The lines below that include "axum" are to be found and copied.
Start of Available data
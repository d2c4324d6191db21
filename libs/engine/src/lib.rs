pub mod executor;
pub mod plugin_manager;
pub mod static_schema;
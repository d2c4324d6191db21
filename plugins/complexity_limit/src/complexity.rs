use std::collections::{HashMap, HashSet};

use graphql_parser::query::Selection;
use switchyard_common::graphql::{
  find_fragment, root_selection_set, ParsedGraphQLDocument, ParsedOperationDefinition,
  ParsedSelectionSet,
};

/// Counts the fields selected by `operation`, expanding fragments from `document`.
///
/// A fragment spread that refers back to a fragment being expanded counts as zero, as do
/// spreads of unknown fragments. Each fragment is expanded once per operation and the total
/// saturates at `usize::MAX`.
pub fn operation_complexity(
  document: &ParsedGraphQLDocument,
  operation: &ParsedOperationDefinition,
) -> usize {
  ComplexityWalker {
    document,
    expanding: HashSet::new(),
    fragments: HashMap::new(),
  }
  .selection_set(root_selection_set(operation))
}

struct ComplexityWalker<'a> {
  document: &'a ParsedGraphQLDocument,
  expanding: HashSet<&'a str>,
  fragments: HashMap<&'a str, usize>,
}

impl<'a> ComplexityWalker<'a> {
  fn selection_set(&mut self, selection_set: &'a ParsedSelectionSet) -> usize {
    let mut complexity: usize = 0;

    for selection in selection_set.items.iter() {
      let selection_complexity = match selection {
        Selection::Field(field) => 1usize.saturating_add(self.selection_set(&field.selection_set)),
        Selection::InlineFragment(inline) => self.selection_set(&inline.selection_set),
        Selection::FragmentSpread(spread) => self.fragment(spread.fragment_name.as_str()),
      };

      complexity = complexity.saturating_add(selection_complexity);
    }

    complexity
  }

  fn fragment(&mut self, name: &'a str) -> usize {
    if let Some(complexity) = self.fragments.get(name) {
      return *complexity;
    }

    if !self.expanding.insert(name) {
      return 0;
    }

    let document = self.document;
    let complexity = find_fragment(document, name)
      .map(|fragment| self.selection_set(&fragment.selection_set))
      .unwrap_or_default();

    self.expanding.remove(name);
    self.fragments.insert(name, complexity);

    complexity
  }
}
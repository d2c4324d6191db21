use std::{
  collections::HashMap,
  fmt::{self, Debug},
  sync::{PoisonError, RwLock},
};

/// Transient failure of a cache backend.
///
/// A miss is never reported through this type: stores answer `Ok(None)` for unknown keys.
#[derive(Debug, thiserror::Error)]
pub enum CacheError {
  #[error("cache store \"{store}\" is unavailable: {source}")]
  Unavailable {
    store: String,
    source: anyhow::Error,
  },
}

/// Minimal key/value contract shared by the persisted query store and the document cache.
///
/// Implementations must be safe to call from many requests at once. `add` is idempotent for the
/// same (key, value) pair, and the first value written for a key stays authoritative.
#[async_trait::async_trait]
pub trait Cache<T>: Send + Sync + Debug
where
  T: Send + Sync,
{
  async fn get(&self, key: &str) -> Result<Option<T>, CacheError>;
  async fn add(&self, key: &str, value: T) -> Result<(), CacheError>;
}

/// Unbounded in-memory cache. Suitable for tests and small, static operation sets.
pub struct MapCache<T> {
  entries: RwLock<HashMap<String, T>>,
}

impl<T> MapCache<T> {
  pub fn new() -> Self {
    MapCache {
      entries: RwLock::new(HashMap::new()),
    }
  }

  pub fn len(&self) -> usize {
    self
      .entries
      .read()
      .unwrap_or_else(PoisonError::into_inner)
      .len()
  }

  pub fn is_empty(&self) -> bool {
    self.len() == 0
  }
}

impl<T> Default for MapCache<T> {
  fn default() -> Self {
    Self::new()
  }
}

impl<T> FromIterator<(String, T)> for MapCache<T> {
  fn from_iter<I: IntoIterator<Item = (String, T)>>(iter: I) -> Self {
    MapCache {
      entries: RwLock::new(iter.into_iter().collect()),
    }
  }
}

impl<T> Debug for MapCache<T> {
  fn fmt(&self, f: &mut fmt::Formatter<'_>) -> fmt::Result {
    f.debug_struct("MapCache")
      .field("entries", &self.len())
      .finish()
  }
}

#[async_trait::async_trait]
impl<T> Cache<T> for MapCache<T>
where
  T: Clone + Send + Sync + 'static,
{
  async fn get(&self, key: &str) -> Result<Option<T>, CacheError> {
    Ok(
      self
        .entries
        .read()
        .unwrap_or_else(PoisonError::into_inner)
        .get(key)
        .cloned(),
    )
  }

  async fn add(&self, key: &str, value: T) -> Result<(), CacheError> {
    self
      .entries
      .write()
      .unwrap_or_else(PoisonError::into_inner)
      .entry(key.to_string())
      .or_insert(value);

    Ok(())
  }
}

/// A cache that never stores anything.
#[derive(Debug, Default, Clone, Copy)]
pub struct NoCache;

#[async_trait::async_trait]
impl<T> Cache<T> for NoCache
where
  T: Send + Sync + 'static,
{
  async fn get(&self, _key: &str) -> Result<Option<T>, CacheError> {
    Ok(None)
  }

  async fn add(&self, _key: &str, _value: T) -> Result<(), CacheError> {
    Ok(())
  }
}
End of Available data
Start of Available data
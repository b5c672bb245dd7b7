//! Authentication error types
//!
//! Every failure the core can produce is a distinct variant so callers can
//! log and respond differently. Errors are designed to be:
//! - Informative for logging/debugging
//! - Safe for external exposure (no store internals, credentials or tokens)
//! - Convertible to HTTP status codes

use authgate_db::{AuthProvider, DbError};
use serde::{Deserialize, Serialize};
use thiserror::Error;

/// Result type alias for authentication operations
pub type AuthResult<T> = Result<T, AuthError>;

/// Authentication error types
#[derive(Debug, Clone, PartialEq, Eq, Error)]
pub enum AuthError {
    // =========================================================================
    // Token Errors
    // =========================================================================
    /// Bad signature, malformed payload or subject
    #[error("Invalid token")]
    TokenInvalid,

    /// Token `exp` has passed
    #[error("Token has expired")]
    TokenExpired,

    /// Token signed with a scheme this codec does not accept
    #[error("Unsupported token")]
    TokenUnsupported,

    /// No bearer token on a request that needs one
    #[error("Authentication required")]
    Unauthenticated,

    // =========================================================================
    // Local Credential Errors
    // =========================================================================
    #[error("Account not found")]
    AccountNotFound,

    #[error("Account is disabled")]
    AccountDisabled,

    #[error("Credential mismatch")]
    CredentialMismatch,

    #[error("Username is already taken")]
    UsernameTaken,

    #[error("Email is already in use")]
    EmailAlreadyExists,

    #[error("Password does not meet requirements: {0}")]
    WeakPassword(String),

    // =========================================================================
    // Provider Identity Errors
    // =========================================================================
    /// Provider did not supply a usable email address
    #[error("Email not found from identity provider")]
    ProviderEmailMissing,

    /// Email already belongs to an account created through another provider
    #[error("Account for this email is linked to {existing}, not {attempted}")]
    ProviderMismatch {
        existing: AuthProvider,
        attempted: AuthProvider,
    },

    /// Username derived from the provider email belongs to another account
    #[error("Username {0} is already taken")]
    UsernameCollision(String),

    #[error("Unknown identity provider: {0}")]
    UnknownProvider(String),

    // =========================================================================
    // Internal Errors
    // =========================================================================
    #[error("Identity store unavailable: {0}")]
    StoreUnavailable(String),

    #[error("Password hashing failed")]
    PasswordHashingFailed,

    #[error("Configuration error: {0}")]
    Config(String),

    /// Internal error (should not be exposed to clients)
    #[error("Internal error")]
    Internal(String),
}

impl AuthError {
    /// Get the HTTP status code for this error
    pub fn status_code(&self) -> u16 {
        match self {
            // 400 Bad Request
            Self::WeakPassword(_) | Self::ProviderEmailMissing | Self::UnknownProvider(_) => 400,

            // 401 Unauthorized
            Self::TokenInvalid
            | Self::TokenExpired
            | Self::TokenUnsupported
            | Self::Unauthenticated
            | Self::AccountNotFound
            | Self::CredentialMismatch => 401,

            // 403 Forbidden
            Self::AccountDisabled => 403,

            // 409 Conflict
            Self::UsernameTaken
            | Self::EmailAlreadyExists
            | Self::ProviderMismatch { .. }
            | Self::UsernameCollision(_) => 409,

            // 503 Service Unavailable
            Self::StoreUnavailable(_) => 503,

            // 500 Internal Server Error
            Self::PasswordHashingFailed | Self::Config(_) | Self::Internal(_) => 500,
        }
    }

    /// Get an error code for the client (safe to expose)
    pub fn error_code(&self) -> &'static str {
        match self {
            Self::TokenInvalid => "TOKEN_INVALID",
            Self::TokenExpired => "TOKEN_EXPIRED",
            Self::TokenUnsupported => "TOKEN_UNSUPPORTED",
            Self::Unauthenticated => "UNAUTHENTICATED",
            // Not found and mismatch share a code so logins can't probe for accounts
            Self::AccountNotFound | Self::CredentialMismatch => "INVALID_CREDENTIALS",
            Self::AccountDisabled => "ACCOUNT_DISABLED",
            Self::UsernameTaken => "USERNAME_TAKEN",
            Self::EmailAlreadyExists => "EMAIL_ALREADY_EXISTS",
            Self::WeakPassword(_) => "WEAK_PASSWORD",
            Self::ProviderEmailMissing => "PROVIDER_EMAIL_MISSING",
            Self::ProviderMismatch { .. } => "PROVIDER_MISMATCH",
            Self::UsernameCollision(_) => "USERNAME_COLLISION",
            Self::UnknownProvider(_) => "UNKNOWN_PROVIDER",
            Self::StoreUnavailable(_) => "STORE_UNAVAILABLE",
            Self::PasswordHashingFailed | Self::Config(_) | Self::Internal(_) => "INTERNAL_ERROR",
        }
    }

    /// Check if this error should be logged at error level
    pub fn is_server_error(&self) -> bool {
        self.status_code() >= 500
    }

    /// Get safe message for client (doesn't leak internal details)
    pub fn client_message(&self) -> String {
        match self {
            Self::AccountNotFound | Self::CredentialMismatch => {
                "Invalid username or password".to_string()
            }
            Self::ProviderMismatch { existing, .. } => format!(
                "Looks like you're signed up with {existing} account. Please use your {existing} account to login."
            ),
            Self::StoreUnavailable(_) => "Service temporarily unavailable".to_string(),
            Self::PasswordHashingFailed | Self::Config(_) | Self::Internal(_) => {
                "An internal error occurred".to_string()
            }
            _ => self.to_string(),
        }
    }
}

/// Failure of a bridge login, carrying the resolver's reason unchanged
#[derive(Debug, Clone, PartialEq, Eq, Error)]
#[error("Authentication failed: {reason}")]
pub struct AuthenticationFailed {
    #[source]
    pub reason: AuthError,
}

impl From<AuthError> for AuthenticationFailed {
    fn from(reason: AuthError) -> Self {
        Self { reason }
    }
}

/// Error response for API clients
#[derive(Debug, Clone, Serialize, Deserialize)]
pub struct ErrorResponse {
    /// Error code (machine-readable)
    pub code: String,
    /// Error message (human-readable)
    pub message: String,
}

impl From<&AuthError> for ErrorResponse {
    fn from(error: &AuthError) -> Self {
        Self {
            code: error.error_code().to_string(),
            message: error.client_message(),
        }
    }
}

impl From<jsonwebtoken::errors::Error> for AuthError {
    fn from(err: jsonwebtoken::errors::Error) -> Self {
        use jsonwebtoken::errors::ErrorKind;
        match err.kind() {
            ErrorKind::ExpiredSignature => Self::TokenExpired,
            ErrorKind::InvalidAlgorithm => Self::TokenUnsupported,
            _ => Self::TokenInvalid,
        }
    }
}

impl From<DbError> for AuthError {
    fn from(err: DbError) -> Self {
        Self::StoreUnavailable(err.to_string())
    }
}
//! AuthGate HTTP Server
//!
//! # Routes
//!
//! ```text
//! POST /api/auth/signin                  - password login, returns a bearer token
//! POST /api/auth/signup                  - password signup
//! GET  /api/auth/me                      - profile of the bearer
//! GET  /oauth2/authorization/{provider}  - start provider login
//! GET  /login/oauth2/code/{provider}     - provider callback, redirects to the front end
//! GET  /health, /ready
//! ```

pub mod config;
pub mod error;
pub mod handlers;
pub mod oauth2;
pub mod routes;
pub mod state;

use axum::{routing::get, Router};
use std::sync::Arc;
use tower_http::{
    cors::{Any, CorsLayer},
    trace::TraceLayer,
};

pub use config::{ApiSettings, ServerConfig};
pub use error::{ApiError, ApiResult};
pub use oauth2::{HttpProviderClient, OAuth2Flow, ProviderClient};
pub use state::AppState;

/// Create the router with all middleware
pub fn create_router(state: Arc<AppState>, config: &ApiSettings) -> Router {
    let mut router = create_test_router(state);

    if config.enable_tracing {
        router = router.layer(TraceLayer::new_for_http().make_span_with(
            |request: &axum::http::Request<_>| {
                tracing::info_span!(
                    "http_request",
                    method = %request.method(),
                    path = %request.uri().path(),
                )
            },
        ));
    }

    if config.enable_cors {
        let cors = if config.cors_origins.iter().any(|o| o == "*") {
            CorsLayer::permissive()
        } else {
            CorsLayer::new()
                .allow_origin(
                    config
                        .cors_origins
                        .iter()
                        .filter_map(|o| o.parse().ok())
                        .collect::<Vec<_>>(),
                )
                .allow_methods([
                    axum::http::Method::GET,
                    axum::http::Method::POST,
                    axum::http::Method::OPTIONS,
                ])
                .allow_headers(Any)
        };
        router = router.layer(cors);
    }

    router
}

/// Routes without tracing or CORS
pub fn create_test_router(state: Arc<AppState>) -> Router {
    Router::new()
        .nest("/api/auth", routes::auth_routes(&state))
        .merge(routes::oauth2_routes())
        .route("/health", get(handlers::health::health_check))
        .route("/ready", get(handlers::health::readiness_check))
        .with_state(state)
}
End of Available data
# Reply
use axum::{routing::get, Router};
            |request: &axum::http::Request<_>| {
                    axum::http::Method::GET,
                    axum::http::Method::POST,
                    axum::http::Method::OPTIONS,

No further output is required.